Nike was a popular subject for devotional representation. Numerous statues, mosaics and vase paintings were made in the ancient world, and she regularly appeared on coins. The earliest known sculpture, found on the island of Delos, and probably by Archermus, dates from around 550 BCE. In addition to describing the figures of Nike accompanying the monumental statues of Athena and Zeus, which once stood in the Acropolis and at Olympia respectively, Pausanias also recounts a bronze image of Nike at Piraeus (again being held by Zeus) and representations at Sparta, Thespiae, and Syracuse (in Sicily). Images of Nike were simultaneously memorials to particular conflicts or heroes. A huge statue on the Acropolis commemorates Nike herself along with the general Callimachus, vanquisher of the Persians at the Battle of Marathon (490 BCE). The Winged Victory of Samothrace, a marble sculpture dating from the second century BCE, housed in the Louvre, Paris, was probably the commemoration of a sea battle. On pottery, Nike is often shown next to an altar or sacrificial bull.

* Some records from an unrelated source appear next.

use super::{
    FunctionChoice, FunctionChoiceBehavior, FunctionChoiceConfiguration, FunctionChoiceContext,
    resolve_functions,
};
use crate::error::KernelError;

/// Lets the model decide whether to call the advertised functions, and by default
/// invokes the calls it makes.
#[derive(Debug, Clone)]
pub struct AutoFunctionChoiceBehavior {
    auto_invoke: bool,
    functions: Vec<String>,
}

impl Default for AutoFunctionChoiceBehavior {
    fn default() -> Self {
        Self::new()
    }
}

impl AutoFunctionChoiceBehavior {
    /// Advertises every registered function and auto-invokes the calls.
    pub fn new() -> Self {
        Self {
            auto_invoke: true,
            functions: Vec::new(),
        }
    }

    /// Sets whether the calls are invoked automatically.
    pub fn with_auto_invoke(mut self, auto_invoke: bool) -> Self {
        self.auto_invoke = auto_invoke;
        self
    }

    /// Restricts the advertised functions to the fully-qualified names.
    pub fn with_functions<I, S>(mut self, functions: I) -> Self
    where
        I: IntoIterator<Item = S>,
        S: Into<String>,
    {
        self.functions = functions.into_iter().map(Into::into).collect();
        self
    }
}

impl FunctionChoiceBehavior for AutoFunctionChoiceBehavior {
    fn configure(
        &self,
        context: FunctionChoiceContext<'_>,
    ) -> Result<FunctionChoiceConfiguration, KernelError> {
        let functions = resolve_functions(&self.functions, context.kernel, self.auto_invoke)?;
        Ok(FunctionChoiceConfiguration {
            choice: FunctionChoice::Auto,
            auto_invoke: self.auto_invoke,
            functions,
        })
    }
}

#[cfg(test)]
mod tests {
    use super::*;
    use crate::contents::ChatHistory;
    use crate::function_choice::tests::kernel;

    #[test]
    fn test_auto_configuration() {
        let kernel = kernel();
        let history = ChatHistory::new();
        let context = FunctionChoiceContext {
            request_index: 1,
            chat_history: &history,
            kernel: Some(&kernel),
        };

        let config = AutoFunctionChoiceBehavior::new().configure(context).unwrap();
        assert_eq!(config.choice, FunctionChoice::Auto);
        assert!(config.auto_invoke);
        assert_eq!(config.functions.len(), 3);

        let config = AutoFunctionChoiceBehavior::new()
            .with_auto_invoke(false)
            .with_functions(["clock.now", "clock.missing"])
            .configure(context)
            .unwrap();
        assert!(!config.auto_invoke);
        assert_eq!(config.functions.len(), 1);

        let err = AutoFunctionChoiceBehavior::new()
            .with_functions(["clock.missing"])
            .configure(context)
            .unwrap_err();
        assert_eq!(
            err.to_string(),
            "the specified function clock.missing is not available in the kernel"
        );
    }

    #[test]
    fn test_auto_without_kernel() {
        let history = ChatHistory::new();
        let context = FunctionChoiceContext {
            request_index: 1,
            chat_history: &history,
            kernel: None,
        };
        for behavior in [
            AutoFunctionChoiceBehavior::new(),
            AutoFunctionChoiceBehavior::new().with_functions(["clock.now"]),
        ] {
            let result = behavior.configure(context);
            assert!(matches!(result, Err(KernelError::KernelRequired)));
        }

        let config = AutoFunctionChoiceBehavior::new()
            .with_auto_invoke(false)
            .with_functions(["clock.now"])
            .configure(context)
            .unwrap();
        assert!(!config.auto_invoke);
        assert!(config.functions.is_empty());
    }
}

Images of Nike are not confined to the ancient world, however. Many newer statues depicting her are to be found in Europe and the United State, for example, at Gettysburg National Military Park in Pennsylvania, and at Syracuse University in New York. The FIFA (Fédération Internationale de Football Association) World Cup soccer trophy was based on classical representations of the goddess, and every Olympic medal awarded since 1928 has pictured Nike on the front. Millennia after her earliest portrayal, Nike has continued to motivate, encourage and inspire in the twenty-first century.

Bibliography

Grant, Michael, and John Hazel. Who's Who in Classical Mythology. 3rd ed., Routledge, 2001.

Hornblower, Simon, et al., eds. The Oxford Classical Dictionary: The Ultimate Reference Work on the Classical World. 4th ed., Oxford UP, 2012.

Mikalson, Jon D. Ancient Greek Religion. 2nd ed., Wiley-Blackwell, 2010.

"Nike: Greek Goddess of Victory." Theoi project, NK "http://www.Theoi.com/Daimon/Nike.html" www.Theoi.com/Daimon/Nike.html. Accessed 5 Nov. 2016.

Töpfer, Kai Michael. "The Goddess of Victory in Greek and Roman Art." Spirits in Transcultural Skies, edited by Niels Gutschow and Katharina Weiler, Springer, 2015, pp. 1–18.

Young, Yael. "Binding, Loosening, or Adjusting Her Sandal? On Nike from the Parapet of the Athena Nike Temple." Source: Notes in the History of Art, vol. 34, no. 4, Summer 2015, pp. 2–9.